Lateral manifestation:
Retention of the 1st premolar between the permanent canine and the 2nd temporary molar; or its evolution into lingoclusion.
Linguo or vestibuloclusion of the premolars with rotations.
Later events:
Impaction of the 1st upper molar and vestibulo-position of the 2nd lower molars impacted under the 1st molar .
Later, inclusion of wisdom teeth.
Dento-maxillary disharmony
- Radiological signs:
- Panoramic X-ray:
- Resorption of multiple milk roots during the development of a single permanent tooth
- Resorption of the distal root of second temporary molars by first permanent molars
- Quintero’s sign: Permanent mesioversion of the canine germs and distoversion of the upper lateral incisors
- Superposition of proximal faces
- Impacted premolars or canines
- Posterior staircase sign: concerns the staircase arrangement of the germs of the three molars
- Flower bouquet sign: This is the grouping of the germs of the canines and premolars
- Lower fan sign: This is the downward convergence of the roots of the lower incisors (non-parallelism)
- Teleradiography:
- Germ of the lower permanent canine in front and inside the symphyseal cortex
- Cusp tip of the upper canine projecting onto the apex of the lateral incisor
- Vestibular version of the incisors
- Decreased maxillary length
- Casting Review: Calculation of DDM
NANCE Index:
Calculated by the difference between the space available on the arch and the space required for the alignment of the permanent teeth
- the required space (P10): this is the sum of the mesio-distal diameters of all the teeth (premolars, canines and incisors)

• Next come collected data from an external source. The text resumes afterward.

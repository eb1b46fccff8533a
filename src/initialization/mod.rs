//! Application initialization and resource setup.
//!
//! This module provides functions to initialize all shared resources:
//! - Logger
//! - DNS resolver
//! - TLS client configuration

mod logger;
mod resolver;
mod tls;

// Re-export public API
pub use logger::{init_logger_with, level_for};
pub use resolver::init_resolver;
pub use tls::init_tls_config;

Measure the PI0 using a caliper.
In case of missing teeth use the formulas:
P10 = (l+4) x4.7
P10 = (1+4+6) x2.84
P10 = (l+6) x3.83
- the available space (PHAA): is obtained by the extension of a brass wire which follows the contact points and the incisal edges of the mesial face of the right molar to that of the left molar without taking into account the malpositions
- The DDM is equal to PHAA-P10:
If the PHAa – P10 = 0 ± 2mm anterior dento -maxillary harmony .
If the PHAa – PIO > +2mm DDM by relative microdontic.
If the PHAa – IOP < – 2mm DDM by relative macrodonlia
In case of mixed dentition, the Lee Way must be taken into account: in the maxilla it is 0.9mm, in the mandible it is 1.7mm.
Dento-maxillary disharmony
- Differential diagnosis :
- A distinction must be made between a DDM itself and transient disharmony.
- Early eruption of permanent teeth may show signs of crowding which may disappear if growth is sufficiently compensatory
- Molar mesiopositions
- Endoalveoli or endognathia
- Vestibuloversions of the incisors
- Long-term consequences of DDM:
Ectopia, rotation, inclusion, impacted teeth, premolars, linguo-clusion or vestibulo-version incisors, premature abrasions and possible caries.
Conclusion :
The main objectives of early diagnosis of DDM are to prevent the worsening of this anomaly and its consequences and to establish early orthodontic treatment planned according to the severity, the stage of dentition and the etiology of the disharmony.
Dento-maxillary disharmony
Untreated cavities can reach the nerve of the tooth.
Porcelain veneers restore a bright smile.
Misaligned teeth can cause headaches.
Preventative dental care avoids costly treatments.
Baby teeth serve as a guide for permanent teeth.
Fluoride mouthwash strengthens tooth enamel.
An annual checkup helps monitor oral health.